5-"la vie du meurtrier vaut-elle celle du public?". Non, bien évidemment.
6-"qu'apporte la répression si ce n'est le désir de vengeance? rien à mon avis" : la répression apporte...la répression. Elle est un but en soi. Cela dit, la vengeance est une certaine forme de justice, pas la seule, mais une certaine.
7-Vous vous interrogez sur le monopole de la violence publique mais vous ne concluez pas. Or nous essayons de donner une définition. Il faut donc trancher.
8-je ne comprend pas votre point numéro 3)
9-(vous avez en fait deux "points numéros 3), je ne comprend pas plus le second
10-votre point numéro 4 non plus ne tranche pas.
11-Votre point numéro 5 pousse à l'absurde mon argument. Mais il est démenti par la réalité des faits. Les sociétés avec peine de mort n'ont jamais étendu celle-ci à tout le monde pour sauver...pour sauver qui d'ailleurs puisque tout le monde serait mort. Non, ce n'est pas un argument sérieux.
12-Je ne vois pas le lien entre la peine de mort et "le suicide assisté".
13-Votre point numéro 7 renvoit à mon point numéro 4 de ce post. La peine est répressive, justement, c'est là son unique fonction.

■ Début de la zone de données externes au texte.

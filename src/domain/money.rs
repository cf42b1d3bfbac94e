use crate::error::PaymentError;
use rust_decimal::Decimal;
use rust_decimal::prelude::ToPrimitive;
use serde::{Deserialize, Serialize};
use std::fmt;
use std::str::FromStr;

/// Number of fractional digits carried by one minor unit (cents).
pub const MINOR_UNIT_SCALE: u32 = 2;

const MINOR_UNITS_PER_MAJOR: i64 = 100;

/// A strictly positive payment amount, stored as integer minor units.
///
/// Decimal text is only accepted at the boundary (`FromStr`, `TryFrom<Decimal>`);
/// all ledger arithmetic happens on the integer representation.
#[derive(Debug, Clone, Copy, PartialEq, Eq, PartialOrd, Ord, Hash, Serialize, Deserialize)]
#[serde(try_from = "i64", into = "i64")]
pub struct Amount(i64);

impl Amount {
    pub fn from_minor_units(units: i64) -> Result<Self, PaymentError> {
        if units > 0 {
            Ok(Self(units))
        } else {
            Err(PaymentError::InvalidCommand(
                "Amount must be positive".to_string(),
            ))
        }
    }

    /// Converts a decimal major-unit value (e.g. `100.50`) into minor units.
    ///
    /// Rejects values with more precision than one minor unit instead of rounding.
    pub fn from_decimal(value: Decimal) -> Result<Self, PaymentError> {
        Self::from_minor_units(decimal_to_minor_units(value)?)
    }

    pub fn minor_units(&self) -> i64 {
        self.0
    }

    pub fn to_decimal(&self) -> Decimal {
        Decimal::new(self.0, MINOR_UNIT_SCALE)
    }
}

impl TryFrom<i64> for Amount {
    type Error = PaymentError;

    fn try_from(units: i64) -> Result<Self, Self::Error> {
        Self::from_minor_units(units)
    }
}

impl TryFrom<Decimal> for Amount {
    type Error = PaymentError;

    fn try_from(value: Decimal) -> Result<Self, Self::Error> {
        Self::from_decimal(value)
    }
}

impl From<Amount> for i64 {
    fn from(amount: Amount) -> Self {
        amount.0
    }
}

impl FromStr for Amount {
    type Err = PaymentError;

    fn from_str(s: &str) -> Result<Self, Self::Err> {
        Self::from_decimal(parse_decimal(s)?)
    }
}

impl fmt::Display for Amount {
    fn fmt(&self, f: &mut fmt::Formatter<'_>) -> fmt::Result {
        write!(f, "{}", self.to_decimal())
    }
}

/// A wallet balance in minor units.
///
/// Only the checked operations below change it, so it never goes negative.
#[derive(
    Debug, Clone, Copy, PartialEq, Eq, PartialOrd, Ord, Hash, Default, Serialize, Deserialize,
)]
#[serde(transparent)]
pub struct Balance(i64);

impl Balance {
    pub const ZERO: Self = Self(0);

    pub fn from_minor_units(units: i64) -> Result<Self, PaymentError> {
        if units >= 0 {
            Ok(Self(units))
        } else {
            Err(PaymentError::InvalidCommand(
                "Balance cannot be negative".to_string(),
            ))
        }
    }

    pub fn minor_units(&self) -> i64 {
        self.0
    }

    pub fn to_decimal(&self) -> Decimal {
        Decimal::new(self.0, MINOR_UNIT_SCALE)
    }

    /// Debits `amount`; `None` if that would go below zero.
    pub fn checked_debit(self, amount: Amount) -> Option<Self> {
        self.0
            .checked_sub(amount.0)
            .filter(|units| *units >= 0)
            .map(Self)
    }

    /// Credits `amount`; `None` on overflow.
    pub fn checked_credit(self, amount: Amount) -> Option<Self> {
        self.0.checked_add(amount.0).map(Self)
    }
}

impl From<Amount> for Balance {
    fn from(amount: Amount) -> Self {
        Self(amount.0)
    }
}

impl FromStr for Balance {
    type Err = PaymentError;

    fn from_str(s: &str) -> Result<Self, Self::Err> {
        Self::from_minor_units(decimal_to_minor_units(parse_decimal(s)?)?)
    }
}

impl fmt::Display for Balance {
    fn fmt(&self, f: &mut fmt::Formatter<'_>) -> fmt::Result {
        write!(f, "{}", self.to_decimal())
    }
}

fn parse_decimal(s: &str) -> Result<Decimal, PaymentError> {
    Decimal::from_str(s.trim())
        .map_err(|e| PaymentError::InvalidCommand(format!("Invalid amount '{}': {}", s, e)))
}

fn decimal_to_minor_units(value: Decimal) -> Result<i64, PaymentError> {
    let value = value.normalize();
    if value.scale() > MINOR_UNIT_SCALE {
        return Err(PaymentError::InvalidCommand(format!(
            "Amount {} has more than {} decimal places",
            value, MINOR_UNIT_SCALE
        )));
    }
    value
        .checked_mul(Decimal::from(MINOR_UNITS_PER_MAJOR))
        .and_then(|v| v.to_i64())
        .ok_or_else(|| PaymentError::InvalidCommand(format!("Amount {} out of range", value)))
}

14-Vous écrivez, je cite : Je trouve ça intéressant du point de vue d’E&R qui est née d’un désir de Réconciliation. E&R s’est ainsi donné la tâche de dénoncer les fausses oppositions. Il me semble que l’opposition meurtrier-public mérite qu’on se demande si on peut la réduire à l’aide d’une justice rééducatrice.. Je ne vois pas pour ma part d'opposition meurtrier-public. Je vois face à face justice-meurtrier, ou Etat-meurtrier.